Copy the records below exactly. Include all of them.
*** Provided data ***
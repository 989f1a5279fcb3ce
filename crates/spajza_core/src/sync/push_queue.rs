//! Single-flight mirror push queue.
//!
//! # Responsibility
//! - Run mirror pushes on a background task, off the mutation path.
//! - Coalesce rapid edits: a push always carries the newest snapshot.
//!
//! # Invariants
//! - At most one push is in flight per queue.
//! - Generations are assigned under the channel lock, so the newest
//!   generation always holds the newest snapshot.
//! - A generation counts as delivered once it or any later one is acknowledged.

use crate::model::collection::Collection;
use crate::sync::mirror::{MirrorClient, MirrorError};
use chrono::{DateTime, Utc};
use log::{debug, info, warn};
use std::error::Error;
use std::fmt::{Display, Formatter};
use std::sync::atomic::{AtomicU64, Ordering};
use std::sync::Arc;
use std::time::{Duration, Instant};
use tokio::sync::watch;

/// Observable progress of the push worker.
#[derive(Debug, Clone, Default)]
pub struct PushStatus {
    /// Newest generation the worker finished (successfully or not).
    pub attempted: u64,
    /// Newest generation the mirror accepted.
    pub acknowledged: u64,
    pub in_flight: bool,
    /// Failure of the newest attempt, cleared by the next success.
    pub last_error: Option<Arc<MirrorError>>,
    pub last_ack_at: Option<DateTime<Utc>>,
}

#[derive(Debug)]
pub enum FlushError {
    TimedOut(Duration),
    WorkerStopped,
    Push(Arc<MirrorError>),
}

impl Display for FlushError {
    fn fmt(&self, f: &mut Formatter<'_>) -> std::fmt::Result {
        match self {
            Self::TimedOut(after) => {
                write!(f, "mirror push not confirmed within {}s", after.as_secs())
            }
            Self::WorkerStopped => write!(f, "mirror push worker stopped"),
            Self::Push(err) => write!(f, "{err}"),
        }
    }
}

impl Error for FlushError {
    fn source(&self) -> Option<&(dyn Error + 'static)> {
        match self {
            Self::Push(err) => Some(err.as_ref()),
            _ => None,
        }
    }
}

#[derive(Debug, Clone)]
struct PendingPush {
    generation: u64,
    snapshot: Collection,
}

struct Shared {
    pending: watch::Sender<Option<PendingPush>>,
    status: Arc<watch::Sender<PushStatus>>,
    scheduled: AtomicU64,
}

/// Cloneable handle to one push worker.
///
/// The worker stops once every handle is dropped.
#[derive(Clone)]
pub struct PushQueue {
    shared: Arc<Shared>,
}

impl PushQueue {
    /// Starts the push worker on the current Tokio runtime.
    ///
    /// # Panics
    /// - When called outside a Tokio runtime.
    pub fn spawn(client: Arc<dyn MirrorClient>) -> Self {
        let (pending_tx, pending_rx) = watch::channel(None);
        let (status_tx, _) = watch::channel(PushStatus::default());
        let status = Arc::new(status_tx);

        tokio::spawn(run_worker(client, pending_rx, Arc::clone(&status)));

        Self {
            shared: Arc::new(Shared {
                pending: pending_tx,
                status,
                scheduled: AtomicU64::new(0),
            }),
        }
    }

    /// Queues `snapshot` for delivery and returns its generation.
    ///
    /// Never blocks; an older queued snapshot that has not been picked up
    /// yet is replaced.
    pub fn schedule(&self, snapshot: Collection) -> u64 {
        let mut generation = 0;
        self.shared.pending.send_modify(|slot| {
            generation = self.shared.scheduled.fetch_add(1, Ordering::SeqCst) + 1;
            *slot = Some(PendingPush {
                generation,
                snapshot,
            });
        });
        debug!("event=mirror_push_scheduled module=sync status=queued generation={generation}");
        generation
    }

    /// Newest generation handed to `schedule`.
    pub fn scheduled(&self) -> u64 {
        self.shared.scheduled.load(Ordering::SeqCst)
    }

    pub fn status(&self) -> PushStatus {
        self.shared.status.borrow().clone()
    }

    /// Waits until everything scheduled so far has been attempted.
    ///
    /// # Errors
    /// - `TimedOut` when the worker did not get there within `timeout`.
    /// - `Push` when the newest attempt failed.
    pub async fn flush(&self, timeout: Duration) -> Result<(), FlushError> {
        let target = self.scheduled();
        if target == 0 {
            return Ok(());
        }

        let mut status_rx = self.shared.status.subscribe();
        let waited = tokio::time::timeout(timeout, async move {
            let status = status_rx
                .wait_for(|status| status.attempted >= target)
                .await
                .map_err(|_| FlushError::WorkerStopped)?;
            Ok::<PushStatus, FlushError>((*status).clone())
        })
        .await;

        match waited {
            Err(_) => Err(FlushError::TimedOut(timeout)),
            Ok(Err(err)) => Err(err),
            Ok(Ok(status)) if status.acknowledged >= target => Ok(()),
            Ok(Ok(status)) => Err(status
                .last_error
                .map(FlushError::Push)
                .unwrap_or(FlushError::WorkerStopped)),
        }
    }
}

async fn run_worker(
    client: Arc<dyn MirrorClient>,
    mut pending: watch::Receiver<Option<PendingPush>>,
    status: Arc<watch::Sender<PushStatus>>,
) {
    while pending.changed().await.is_ok() {
        let Some(job) = pending.borrow_and_update().clone() else {
            continue;
        };

        status.send_modify(|status| status.in_flight = true);
        let started_at = Instant::now();
        let result = client.push(&job.snapshot).await;

        match result {
            Ok(()) => {
                info!(
                    "event=mirror_push module=sync status=ok generation={} products={} duration_ms={}",
                    job.generation,
                    job.snapshot.products.len(),
                    started_at.elapsed().as_millis()
                );
                status.send_modify(|status| {
                    status.in_flight = false;
                    status.attempted = job.generation;
                    status.acknowledged = job.generation;
                    status.last_error = None;
                    status.last_ack_at = Some(Utc::now());
                });
            }
            Err(err) => {
                warn!(
                    "event=mirror_push module=sync status=error generation={} duration_ms={} error={err}",
                    job.generation,
                    started_at.elapsed().as_millis()
                );
                let err = Arc::new(err);
                status.send_modify(|status| {
                    status.in_flight = false;
                    status.attempted = job.generation;
                    status.last_error = Some(err);
                });
            }
        }
    }
    debug!("event=mirror_push_worker module=sync status=stopped");
}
*** End of Provided data ***
[Output of the task]
repository 989f1a5279fcb3ce
filename crates/spajza_core/src/sync/push_queue.rs
//! Single-flight mirror push queue.
//!
//! # Responsibility
//! - Run mirror pushes on a background task, off the mutation path.
//! - Coalesce rapid edits: a push always carries the newest snapshot.
//!
//! # Invariants
//! - At most one push is in flight per queue.
//! - Generations are assigned under the channel lock, so the newest
//!   generation always holds the newest snapshot.
//! - A generation counts as delivered once it or any later one is acknowledged.

use crate::model::collection::Collection;
use crate::sync::mirror::{MirrorClient, MirrorError};
use chrono::{DateTime, Utc};
use log::{debug, info, warn};
use std::error::Error;
use std::fmt::{Display, Formatter};
use std::sync::atomic::{AtomicU64, Ordering};
use std::sync::Arc;
use std::time::{Duration, Instant};
use tokio::sync::watch;

/// Observable progress of the push worker.
#[derive(Debug, Clone, Default)]
pub struct PushStatus {
    /// Newest generation the worker finished (successfully or not).
    pub attempted: u64,
    /// Newest generation the mirror accepted.
    pub acknowledged: u64,
    pub in_flight: bool,
    /// Failure of the newest attempt, cleared by the next success.
    pub last_error: Option<Arc<MirrorError>>,
    pub last_ack_at: Option<DateTime<Utc>>,
}

#[derive(Debug)]
pub enum FlushError {
    TimedOut(Duration),
    WorkerStopped,
    Push(Arc<MirrorError>),
}

impl Display for FlushError {
    fn fmt(&self, f: &mut Formatter<'_>) -> std::fmt::Result {
        match self {
            Self::TimedOut(after) => {
                write!(f, "mirror push not confirmed within {}s", after.as_secs())
            }
            Self::WorkerStopped => write!(f, "mirror push worker stopped"),
            Self::Push(err) => write!(f, "{err}"),
        }
    }
}

impl Error for FlushError {
    fn source(&self) -> Option<&(dyn Error + 'static)> {
        match self {
            Self::Push(err) => Some(err.as_ref()),
            _ => None,
        }
    }
}

#[derive(Debug, Clone)]
struct PendingPush {
    generation: u64,
    snapshot: Collection,
}

struct Shared {
    pending: watch::Sender<Option<PendingPush>>,
    status: Arc<watch::Sender<PushStatus>>,
    scheduled: AtomicU64,
}

/// Cloneable handle to one push worker.
///
/// The worker stops once every handle is dropped.
#[derive(Clone)]
pub struct PushQueue {
    shared: Arc<Shared>,
}

impl PushQueue {
    /// Starts the push worker on the current Tokio runtime.
    ///
    /// # Panics
    /// - When called outside a Tokio runtime.
    pub fn spawn(client: Arc<dyn MirrorClient>) -> Self {
        let (pending_tx, pending_rx) = watch::channel(None);
        let (status_tx, _) = watch::channel(PushStatus::default());
        let status = Arc::new(status_tx);

        tokio::spawn(run_worker(client, pending_rx, Arc::clone(&status)));

        Self {
            shared: Arc::new(Shared {
                pending: pending_tx,
                status,
                scheduled: AtomicU64::new(0),
            }),
        }
    }

    /// Queues `snapshot` for delivery and returns its generation.
    ///
    /// Never blocks; an older queued snapshot that has not been picked up
    /// yet is replaced.
    pub fn schedule(&self, snapshot: Collection) -> u64 {
        let mut generation = 0;
        self.shared.pending.send_modify(|slot| {
            generation = self.shared.scheduled.fetch_add(1, Ordering::SeqCst) + 1;
            *slot = Some(PendingPush {
                generation,
                snapshot,
            });
        });
        debug!("event=mirror_push_scheduled module=sync status=queued generation={generation}");
        generation
    }

    /// Newest generation handed to `schedule`.
    pub fn scheduled(&self) -> u64 {
        self.shared.scheduled.load(Ordering::SeqCst)
    }

    pub fn status(&self) -> PushStatus {
        self.shared.status.borrow().clone()
    }

    /// Waits until everything scheduled so far has been attempted.
    ///
    /// # Errors
    /// - `TimedOut` when the worker did not get there within `timeout`.
    /// - `Push` when the newest attempt failed.
    pub async fn flush(&self, timeout: Duration) -> Result<(), FlushError> {
        let target = self.scheduled();
        if target == 0 {
            return Ok(());
        }

        let mut status_rx = self.shared.status.subscribe();
        let waited = tokio::time::timeout(timeout, async move {
            let status = status_rx
                .wait_for(|status| status.attempted >= target)
                .await
                .map_err(|_| FlushError::WorkerStopped)?;
            Ok::<PushStatus, FlushError>((*status).clone())
        })
        .await;

        match waited {
            Err(_) => Err(FlushError::TimedOut(timeout)),
            Ok(Err(err)) => Err(err),
            Ok(Ok(status)) if status.acknowledged >= target => Ok(()),
            Ok(Ok(status)) => Err(status
                .last_error
                .map(FlushError::Push)
                .unwrap_or(FlushError::WorkerStopped)),
        }
    }
}

async fn run_worker(
    client: Arc<dyn MirrorClient>,
    mut pending: watch::Receiver<Option<PendingPush>>,
    status: Arc<watch::Sender<PushStatus>>,
) {
    while pending.changed().await.is_ok() {
        let Some(job) = pending.borrow_and_update().clone() else {
            continue;
        };

        status.send_modify(|status| status.in_flight = true);
        let started_at = Instant::now();
        let result = client.push(&job.snapshot).await;

        match result {
            Ok(()) => {
                info!(
                    "event=mirror_push module=sync status=ok generation={} products={} duration_ms={}",
                    job.generation,
                    job.snapshot.products.len(),
                    started_at.elapsed().as_millis()
                );
                status.send_modify(|status| {
                    status.in_flight = false;
                    status.attempted = job.generation;
                    status.acknowledged = job.generation;
                    status.last_error = None;
                    status.last_ack_at = Some(Utc::now());
                });
            }
            Err(err) => {
                warn!(
                    "event=mirror_push module=sync status=error generation={} duration_ms={} error={err}",
                    job.generation,
                    started_at.elapsed().as_millis()
                );
                let err = Arc::new(err);
                status.send_modify(|status| {
                    status.in_flight = false;
                    status.attempted = job.generation;
                    status.last_error = Some(err);
                });
            }
        }
    }
    debug!("event=mirror_push_worker module=sync status=stopped");
}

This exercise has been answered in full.